Audio By Carbonatix
An Emergency Care Unit doctor at Cape Coast Teaching Hospital, Dr. Matilda Amissah, has recounted the tragic death of her 29-year-old brother, Charles Amissah, describing the experience as “heartbreaking” and pointing to serious gaps in Ghana’s emergency healthcare system.
Speaking during a JoyNews national dialogue on Ghana’s emergency care crisis on Thursday, Dr. Amissah detailed the family’s desperate search after her brother went missing.
Charles Amissah reportedly suffered severe injuries in a hit-and-run accident on February 6, 2026, at the Circle Overpass.
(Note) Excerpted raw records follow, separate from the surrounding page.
/// Comparison operators for threshold conditions
#[derive(Debug, Clone, Copy, PartialEq, Eq, Serialize, Deserialize)]
#[serde(rename_all = "snake_case")]
pub enum ComparisonOperator {
    GreaterThan,
    GreaterThanOrEqual,
    LessThan,
    LessThanOrEqual,
    Equal,
    NotEqual,
}

impl ComparisonOperator {
    pub fn compare(self, left: f64, right: f64) -> bool {
        match self {
            ComparisonOperator::GreaterThan => left > right,
            ComparisonOperator::GreaterThanOrEqual => left >= right,
            ComparisonOperator::LessThan => left < right,
            ComparisonOperator::LessThanOrEqual => left <= right,
            ComparisonOperator::Equal => (left - right).abs() < f64::EPSILON,
            ComparisonOperator::NotEqual => (left - right).abs() >= f64::EPSILON,
        }
    }
}

impl std::fmt::Display for ComparisonOperator {
    fn fmt(&self, f: &mut std::fmt::Formatter<'_>) -> std::fmt::Result {
        let symbol = match self {
            ComparisonOperator::GreaterThan => ">",
            ComparisonOperator::GreaterThanOrEqual => ">=",
            ComparisonOperator::LessThan => "<",
            ComparisonOperator::LessThanOrEqual => "<=",
            ComparisonOperator::Equal => "==",
            ComparisonOperator::NotEqual => "!=",
        };
        write!(f, "{}", symbol)
    }
}

#[derive(Debug, Clone, PartialEq, Serialize, Deserialize)]
#[serde(tag = "type", rename_all = "snake_case")]
pub enum Condition {
    Threshold {
        metric: String,
        operator: ComparisonOperator,
        value: f64,
    },
    /// Fires at `warning`, graded critical at `critical`
    Bands {
        metric: String,
        warning: f64,
        critical: f64,
    },
    Health {
        component: String,
        at_least: HealthStatus,
    },
    All {
        conditions: Vec<Condition>,
    },
    Any {
        conditions: Vec<Condition>,
    },
    Not {
        condition: Box<Condition>,
    },
    Custom {
        predicate: String,
    },
}

/// Result of evaluating a condition for one scope
#[derive(Debug, Clone, Copy, PartialEq, Eq)]
pub enum Verdict {
    Clear,
    /// `severity` overrides the rule severity when the condition grades itself
    Fire { severity: Option<AlertSeverity> },
}

impl Verdict {
    pub fn fired(self) -> bool {
        matches!(self, Verdict::Fire { .. })
    }

    fn graded(self) -> Option<AlertSeverity> {
        match self {
            Verdict::Fire { severity } => severity,
            Verdict::Clear => None,
        }
    }
}

/// Everything a rule may look at during one evaluation tick
#[derive(Debug, Clone, Default)]
pub struct EvaluationContext {
    pub metrics: MetricsSnapshot,
    pub health: HashMap<String, ComponentHealth>,
}

impl EvaluationContext {
    pub fn new(metrics: MetricsSnapshot, health: HashMap<String, ComponentHealth>) -> Self {
        Self { metrics, health }
    }

    pub fn metric(&self, name: &str) -> Option<f64> {
        self.metrics.value(name)
    }

    pub fn health_of(&self, component: &str) -> Option<HealthStatus> {
        self.health.get(component).map(|h| h.status)
    }
}

pub type CustomPredicate = Arc<dyn Fn(&EvaluationContext, &str) -> MonitorResult<bool> + Send + Sync>;

pub type PredicateRegistry = HashMap<String, CustomPredicate>;

fn scoped(name: &str, scope: &str) -> String {
    name.replace(SCOPE_PLACEHOLDER, scope)
}

impl Condition {
    pub fn threshold(metric: &str, operator: ComparisonOperator, value: f64) -> Self {
        Condition::Threshold {
            metric: metric.to_string(),
            operator,
            value,
        }
    }

    pub fn bands(metric: &str, warning: f64, critical: f64) -> Self {
        Condition::Bands {
            metric: metric.to_string(),
            warning,
            critical,
        }
    }

    pub fn health(component: &str, at_least: HealthStatus) -> Self {
        Condition::Health {
            component: component.to_string(),
            at_least,
        }
    }

    pub fn custom(predicate: &str) -> Self {
        Condition::Custom {
            predicate: predicate.to_string(),
        }
    }

    /// Evaluate for `scope`. Metrics or components that do not exist yet leave the condition clear.
    pub fn evaluate(
        &self,
        ctx: &EvaluationContext,
        scope: &str,
        predicates: &PredicateRegistry,
    ) -> MonitorResult<Verdict> {
        match self {
            Condition::Threshold {
                metric,
                operator,
                value,
            } => Ok(match ctx.metric(&scoped(metric, scope)) {
                Some(current) if operator.compare(current, *value) => Verdict::Fire { severity: None },
                _ => Verdict::Clear,
            }),
            Condition::Bands {
                metric,
                warning,
                critical,
            } => Ok(match ctx.metric(&scoped(metric, scope)) {
                Some(current) if current >= *critical => Verdict::Fire {
                    severity: Some(AlertSeverity::Critical),
                },
                Some(current) if current >= *warning => Verdict::Fire {
                    severity: Some(AlertSeverity::Warning),
                },
                _ => Verdict::Clear,
            }),
            Condition::Health {
                component,
                at_least,
            } => Ok(match ctx.health_of(&scoped(component, scope)) {
                Some(status) if status.at_least(*at_least) => Verdict::Fire { severity: None },
                _ => Verdict::Clear,
            }),
            Condition::All { conditions } => {
                if conditions.is_empty() {
                    return Ok(Verdict::Clear);
                }
                let mut severity = None;
                for condition in conditions {
                    match condition.evaluate(ctx, scope, predicates)? {
                        Verdict::Clear => return Ok(Verdict::Clear),
                        fired => severity = severity.max(fired.graded()),
                    }
                }
                Ok(Verdict::Fire { severity })
            }
            Condition::Any { conditions } => {
                let mut result = Verdict::Clear;
                for condition in conditions {
                    let verdict = condition.evaluate(ctx, scope, predicates)?;
                    if verdict.fired() {
                        let severity = result.graded().max(verdict.graded());
                        result = Verdict::Fire { severity };
                    }
                }
                Ok(result)
            }
            Condition::Not { condition } => Ok(match condition.evaluate(ctx, scope, predicates)? {
                Verdict::Clear => Verdict::Fire { severity: None },
                Verdict::Fire { .. } => Verdict::Clear,
            }),
            Condition::Custom { predicate } => {
                let function = predicates.get(predicate).ok_or_else(|| MonitorError::RuleEvaluation {
                    rule: predicate.clone(),
                    reason: format!("predicate '{}' is not registered", predicate),
                })?;
                let outcome = catch_unwind(AssertUnwindSafe(|| (function.as_ref())(ctx, scope))).map_err(|_| {
                    MonitorError::RuleEvaluation {
                        rule: predicate.clone(),
                        reason: format!("predicate '{}' panicked", predicate),
                    }
                })?;
                Ok(if outcome? {
                    Verdict::Fire { severity: None }
                } else {
                    Verdict::Clear
                })
            }
        }
    }

    /// Metric names this condition reads for `scope`
    pub fn referenced_metrics(&self, scope: &str) -> Vec<String> {
        let mut names = Vec::new();
        self.collect_metrics(scope, &mut names);
        names.dedup();
        names
    }

    fn collect_metrics(&self, scope: &str, out: &mut Vec<String>) {
        match self {
            Condition::Threshold { metric, .. } | Condition::Bands { metric, .. } => {
                out.push(scoped(metric, scope))
            }
            Condition::All { conditions } | Condition::Any { conditions } => {
                for condition in conditions {
                    condition.collect_metrics(scope, out);
                }
            }
            Condition::Not { condition } => condition.collect_metrics(scope, out),
            Condition::Health { .. } | Condition::Custom { .. } => {}
        }
    }
}
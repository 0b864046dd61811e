pub mod check;
pub mod run;
pub mod validate;

pub use check::handle_check_command;
pub use run::handle_run_command;
pub use validate::handle_validate_command;

use crate::error::{CliError, CliResult};
use clap::ArgMatches;
use log::LevelFilter;
use simplelog::{ColorChoice, CombinedLogger, Config, SharedLogger, TermLogger, TerminalMode, WriteLogger};
use std::fs::OpenOptions;
use std::path::Path;
use std::str::FromStr;
use tradewatch::config::{LoggingConfig, MonitorConfig};

/// Read `--config`, then layer `TRADEWATCH_*` overrides on top
pub fn load_config(matches: &ArgMatches) -> CliResult<MonitorConfig> {
    let path = matches.value_of("config").ok_or_else(|| CliError::ParseError {
        field: "config".to_string(),
        message: "Configuration file not specified. Please use the --config option.".to_string(),
    })?;

    let mut config = MonitorConfig::load_from_path(Path::new(path))?;
    for key in config.apply_env_overrides() {
        println!("🔧 {} overridden from environment", key);
    }
    Ok(config)
}

pub fn init_logging(config: &LoggingConfig) -> CliResult<()> {
    let level = LevelFilter::from_str(&config.level).map_err(|_| CliError::ParseError {
        field: "logging.level".to_string(),
        message: format!("Unknown log level: {}", config.level),
    })?;

    let mut loggers: Vec<Box<dyn SharedLogger>> = vec![TermLogger::new(
        level,
        Config::default(),
        TerminalMode::Mixed,
        ColorChoice::Auto,
    )];
    if let Some(path) = &config.file_path {
        let file = OpenOptions::new().create(true).append(true).open(path)?;
        loggers.push(WriteLogger::new(level, Config::default(), file));
    }

    CombinedLogger::init(loggers).map_err(|e| CliError::LoggingError(e.to_string()))
}
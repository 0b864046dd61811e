//! Monitoring coordinator
//!
//! [`SystemMonitor`] owns the registry, the health checker, the alert engine
//! and the dispatcher, and drives them from three independent loops:
//! resource sampling, health checks and alert evaluation. Deliveries are
//! spawned off the evaluation loop with a bounded retry.

use crate::clock::{SharedClock, SystemClock};
use crate::config::MonitorConfig;
use crate::error::{MonitorError, MonitorResult};
use crate::monitoring::alerts::{Alert, AlertEngine, CustomAlertRequest, EngineSettings};
use crate::monitoring::channels::build_channel;
use crate::monitoring::health::{ComponentHealth, HealthChecker, HealthStatus, HttpProbe, ResourceProbe, StorageProbe};
use crate::monitoring::metrics::{MetricRegistry, MetricsSnapshot};
use crate::monitoring::notification::{DeliveryReport, NotificationDispatcher, NotificationEvent};
use crate::monitoring::performance::{PerformanceMonitor, ResourceSample, SysinfoSampler, SystemSampler};
use crate::monitoring::rules::{default_rules, EvaluationContext};

use chrono::{DateTime, Utc};
use log::{debug, info, warn};
use serde::{Deserialize, Serialize};
use std::collections::BTreeMap;
use std::future::Future;
use std::sync::atomic::{AtomicBool, Ordering};
use std::sync::Arc;
use std::time::{Duration, Instant};
use tokio::sync::broadcast;
use tokio::task::JoinHandle;
use tokio::time::MissedTickBehavior;
use uuid::Uuid;

#[derive(Debug, Clone, Serialize, Deserialize)]
pub struct SystemStatus {
    pub overall_health: HealthStatus,
    pub components: usize,
    pub active_alerts: usize,
    pub alerts_by_severity: BTreeMap<String, usize>,
    pub metrics: MetricsSnapshot,
    pub uptime_secs: u64,
    pub started_at: DateTime<Utc>,
    pub running: bool,
}

pub struct SystemMonitor {
    config: MonitorConfig,
    clock: SharedClock,
    registry: Arc<MetricRegistry>,
    performance: Arc<PerformanceMonitor>,
    health: Arc<HealthChecker>,
    engine: Arc<AlertEngine>,
    dispatcher: Arc<NotificationDispatcher>,
    started: Instant,
    started_at: DateTime<Utc>,
    running: AtomicBool,
    shutdown_tx: broadcast::Sender<()>,
    tasks: parking_lot::Mutex<Vec<JoinHandle<()>>>,
}

impl SystemMonitor {
    /// Build a monitor on the wall clock and the host's resources
    pub async fn new(config: MonitorConfig) -> MonitorResult<Self> {
        Self::with_parts(config, Arc::new(SystemClock), Arc::new(SysinfoSampler::new())).await
    }

    pub async fn with_parts(
        config: MonitorConfig,
        clock: SharedClock,
        sampler: Arc<dyn SystemSampler>,
    ) -> MonitorResult<Self> {
        config
            .validate()
            .map_err(|errors| MonitorError::Configuration(errors.join("; ")))?;

        let registry = Arc::new(MetricRegistry::new());
        let performance = Arc::new(PerformanceMonitor::new(
            Arc::clone(&registry),
            sampler,
            config.metrics.rolling_window,
        )?);

        let health = Arc::new(HealthChecker::from_config(&config.health, Arc::clone(&clock)));
        if config.health.resource_probe {
            health
                .register_check(
                    "resources",
                    Arc::new(ResourceProbe::new(Arc::clone(&registry), config.thresholds.clone())),
                )
                .await;
        }
        if let Some(url) = &config.health.api_endpoint {
            health.register_check("api", Arc::new(HttpProbe::new(url))).await;
        }
        if let Some(path) = &config.health.storage_path {
            health
                .register_check("storage", Arc::new(StorageProbe::new(path.clone())))
                .await;
        }

        let engine = Arc::new(AlertEngine::new(
            Arc::clone(&clock),
            EngineSettings::from(&config.alerts),
        ));
        if config.alerts.install_default_rules {
            for rule in default_rules(&config.thresholds, &config.alerts) {
                engine.register_rule(rule).await?;
            }
        }
        for rule in &config.rules {
            engine.register_rule(rule.clone()).await?;
        }

        let dispatcher = Arc::new(NotificationDispatcher::new());
        for channel in &config.channels {
            dispatcher.register_channel(build_channel(channel)?).await;
        }

        let (shutdown_tx, _) = broadcast::channel(4);
        let started = clock.now();
        let started_at = clock.wall();

        Ok(Self {
            config,
            clock,
            registry,
            performance,
            health,
            engine,
            dispatcher,
            started,
            started_at,
            running: AtomicBool::new(false),
            shutdown_tx,
            tasks: parking_lot::Mutex::new(Vec::new()),
        })
    }

    /// Spawn the periodic loops. Calling it again while running is a no-op.
    pub fn start(self: &Arc<Self>) {
        if self.running.swap(true, Ordering::SeqCst) {
            warn!("Monitoring already running");
            return;
        }

        let intervals = &self.config.intervals;
        let handles = vec![
            self.spawn_loop("metrics", intervals.metrics_collection(), |monitor| async move {
                if let Err(e) = monitor.sample_now().await {
                    warn!("Resource sampling failed: {}", e);
                }
            }),
            self.spawn_loop("health", intervals.health_check(), |monitor| async move {
                monitor.force_health_check().await;
            }),
            self.spawn_loop("alerts", intervals.alert_evaluation(), |monitor| async move {
                monitor.evaluate_now().await;
            }),
        ];
        self.tasks.lock().extend(handles);

        info!(
            "🚀 Monitoring started (metrics every {:?}, health every {:?}, alerts every {:?})",
            intervals.metrics_collection(),
            intervals.health_check(),
            intervals.alert_evaluation()
        );
    }

    fn spawn_loop<F, Fut>(self: &Arc<Self>, name: &'static str, period: Duration, tick: F) -> JoinHandle<()>
    where
        F: Fn(Arc<SystemMonitor>) -> Fut + Send + 'static,
        Fut: Future<Output = ()> + Send + 'static,
    {
        let monitor = Arc::clone(self);
        let mut shutdown = self.shutdown_tx.subscribe();
        tokio::spawn(async move {
            let mut ticker = tokio::time::interval(period);
            ticker.set_missed_tick_behavior(MissedTickBehavior::Skip);
            loop {
                tokio::select! {
                    _ = ticker.tick() => tick(Arc::clone(&monitor)).await,
                    _ = shutdown.recv() => break,
                }
            }
            debug!("{} loop stopped", name);
        })
    }

    /// Signal every loop to stop and wait for them to finish
    pub async fn shutdown(&self) {
        if !self.running.swap(false, Ordering::SeqCst) {
            return;
        }
        let _ = self.shutdown_tx.send(());
        let handles: Vec<JoinHandle<()>> = self.tasks.lock().drain(..).collect();
        for handle in handles {
            if let Err(e) = handle.await {
                warn!("Monitoring loop ended abnormally: {}", e);
            }
        }
        info!("🛑 Monitoring stopped");
    }

    pub fn is_running(&self) -> bool {
        self.running.load(Ordering::SeqCst)
    }

    pub async fn sample_now(&self) -> MonitorResult<ResourceSample> {
        self.performance.sample().await
    }

    pub async fn force_health_check(&self) -> Vec<ComponentHealth> {
        let results = self.health.run_all().await;
        for component in results.iter().filter(|c| c.status != HealthStatus::Healthy) {
            debug!("{} is {}: {}", component.component, component.status, component.message);
        }
        results
    }

    /// Latest metrics snapshot and cached health, as one tick sees them
    pub async fn evaluation_context(&self) -> EvaluationContext {
        EvaluationContext::new(self.registry.snapshot(), self.health.status_map().await)
    }

    /// Evaluate every rule against the current snapshot and spawn the resulting deliveries
    pub async fn evaluate_now(&self) -> Vec<NotificationEvent> {
        let ctx = self.evaluation_context().await;
        let events = self.engine.evaluate(&ctx).await;
        for event in &events {
            self.spawn_delivery(event.clone());
        }
        events
    }

    fn spawn_delivery(&self, event: NotificationEvent) -> JoinHandle<Vec<DeliveryReport>> {
        let dispatcher = Arc::clone(&self.dispatcher);
        let retries = self.config.alerts.notification_retries;
        let delay = self.config.alerts.retry_delay();
        tokio::spawn(async move { deliver_with_retry(&dispatcher, &event, retries, delay).await })
    }

    pub async fn create_custom_alert(&self, request: CustomAlertRequest) -> MonitorResult<Alert> {
        let (alert, event) = self.engine.create_custom_alert(request).await?;
        if let Some(event) = event {
            self.spawn_delivery(event);
        }
        Ok(alert)
    }

    pub async fn acknowledge_alert(&self, id: Uuid, actor: &str) -> MonitorResult<Alert> {
        self.engine.acknowledge(id, actor).await
    }

    pub async fn resolve_alert(&self, id: Uuid) -> MonitorResult<Alert> {
        self.resolve_alert_by(id, None).await
    }

    pub async fn resolve_alert_by(&self, id: Uuid, actor: Option<&str>) -> MonitorResult<Alert> {
        let resolution = self.engine.resolve_by(id, actor).await?;
        if let Some(event) = resolution.event {
            self.spawn_delivery(event);
        }
        Ok(resolution.alert)
    }

    pub async fn get_system_status(&self) -> SystemStatus {
        let statuses = self.health.get_all_statuses().await;
        let overall_health =
            crate::monitoring::health::overall_of(statuses.iter().map(|c| c.status));
        let (active, counts) = self.engine.active_summary().await;
        let active_alerts = active.len();
        let alerts_by_severity = counts
            .into_iter()
            .map(|(severity, count)| (severity.to_string(), count))
            .collect();

        SystemStatus {
            overall_health,
            components: statuses.len(),
            active_alerts,
            alerts_by_severity,
            metrics: self.registry.snapshot(),
            uptime_secs: self.clock.now().duration_since(self.started).as_secs(),
            started_at: self.started_at,
            running: self.is_running(),
        }
    }

    pub async fn get_health(&self) -> Vec<ComponentHealth> {
        self.health.get_all_statuses().await
    }

    pub fn get_performance(&self) -> MetricsSnapshot {
        self.registry.snapshot()
    }

    pub async fn get_active_alerts(&self) -> Vec<Alert> {
        self.engine.active_alerts().await
    }

    pub async fn alert_history(&self, limit: Option<usize>) -> Vec<Alert> {
        self.engine.history(limit).await
    }

    pub fn config(&self) -> &MonitorConfig {
        &self.config
    }

    pub fn registry(&self) -> &Arc<MetricRegistry> {
        &self.registry
    }

    pub fn performance(&self) -> &Arc<PerformanceMonitor> {
        &self.performance
    }

    pub fn health(&self) -> &Arc<HealthChecker> {
        &self.health
    }

    pub fn engine(&self) -> &Arc<AlertEngine> {
        &self.engine
    }

    pub fn dispatcher(&self) -> &Arc<NotificationDispatcher> {
        &self.dispatcher
    }
}

/// Dispatch `event`, re-sending to failed channels up to `retries` times
pub async fn deliver_with_retry(
    dispatcher: &NotificationDispatcher,
    event: &NotificationEvent,
    retries: u32,
    delay: Duration,
) -> Vec<DeliveryReport> {
    let mut reports = dispatcher.dispatch_event(event).await;
    for attempt in 1..=retries {
        let failed: Vec<String> = reports
            .iter()
            .filter(|r| !r.success)
            .map(|r| r.channel.clone())
            .collect();
        if failed.is_empty() {
            break;
        }
        tokio::time::sleep(delay).await;
        debug!("Retrying {} for alert {} on {:?} (attempt {})", event.kind, event.alert_id, failed, attempt);
        for report in dispatcher.dispatch(event, &failed).await {
            if let Some(slot) = reports.iter_mut().find(|r| r.channel == report.channel) {
                *slot = report;
            }
        }
    }
    reports
}
use clap::{App, Arg, SubCommand};
use std::error::Error;

mod commands;
mod error;

use commands::*;
use error::CliError;

fn config_arg() -> Arg<'static> {
    Arg::new("config")
        .short('c')
        .long("config")
        .value_name("FILE")
        .help("Path to the configuration file (.toml, .yaml or .json)")
        .required(true)
}

#[tokio::main]
async fn main() -> Result<(), Box<dyn Error>> {
    let matches = App::new("tradewatch")
        .version(env!("CARGO_PKG_VERSION"))
        .about("Trading system monitoring and alerting")
        .subcommand(
            SubCommand::with_name("run")
                .about("Start monitoring and the web console until Ctrl-C")
                .arg(config_arg()),
        )
        .subcommand(
            SubCommand::with_name("check")
                .about("Run one probe cycle and print component health")
                .arg(config_arg()),
        )
        .subcommand(
            SubCommand::with_name("validate")
                .about("Validate a configuration file")
                .arg(config_arg()),
        )
        .get_matches();

    let result = match matches.subcommand() {
        Some(("run", sub_matches)) => handle_run_command(sub_matches).await,
        Some(("check", sub_matches)) => handle_check_command(sub_matches).await,
        Some(("validate", sub_matches)) => handle_validate_command(sub_matches).await,
        Some((cmd, _)) => Err(CliError::UnknownCommand(cmd.to_string())),
        None => Err(CliError::NoCommand),
    };

    if let Err(err) = result {
        eprintln!("Error: {}", err);
        std::process::exit(1);
    }

    Ok(())
}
However, his family remained unaware of the incident for days, fearing he may have been kidnapped after his phone calls were picked but not answered.
“Someone was picking up his calls but not responding to us, so we thought it could be a kidnapping. We went from hospital to hospital, but no one had seen him. No facility reported any accident victim matching his description,” she said.
According to her, it later emerged that he had been picked up by a National Ambulance Service team and transported for medical care — efforts that, according to Dr. Amissah, were unsuccessful.
“He was first taken to the Police Hospital, but they said there was no bed. Even when the ambulance team tried to get them to use a trolley, they refused. They were then referred to Ridge Hospital, but the same thing happened. They were told to go back to the Police Hospital,” she added.
Dr. Amissah suggested that the back-and-forth between facilities caused critical delays in administering life-saving treatment.
She stated that the family only discovered the truth days later when police contacted them to identify a motorbike linked to an accident.
She added that their search ended at the Korle Bu Teaching Hospital mortuary, where Charles had initially been recorded as an unidentified body.
“It was heartbreaking. I couldn’t go through the bodies myself. They had to bring him out on a trolley,” she recounted. “When I saw him, I knew it was my brother. It was devastating.”
She described visible injuries, including a deep wound to his shoulder and friction burns, indicating the severity of the accident.
Dr. Amissah used the platform to call for urgent reforms in Ghana’s emergency care system.
“No patient in a critical condition should be turned away because there is no bed space. We need a system that responds to emergencies with urgency and humanity,” she stressed.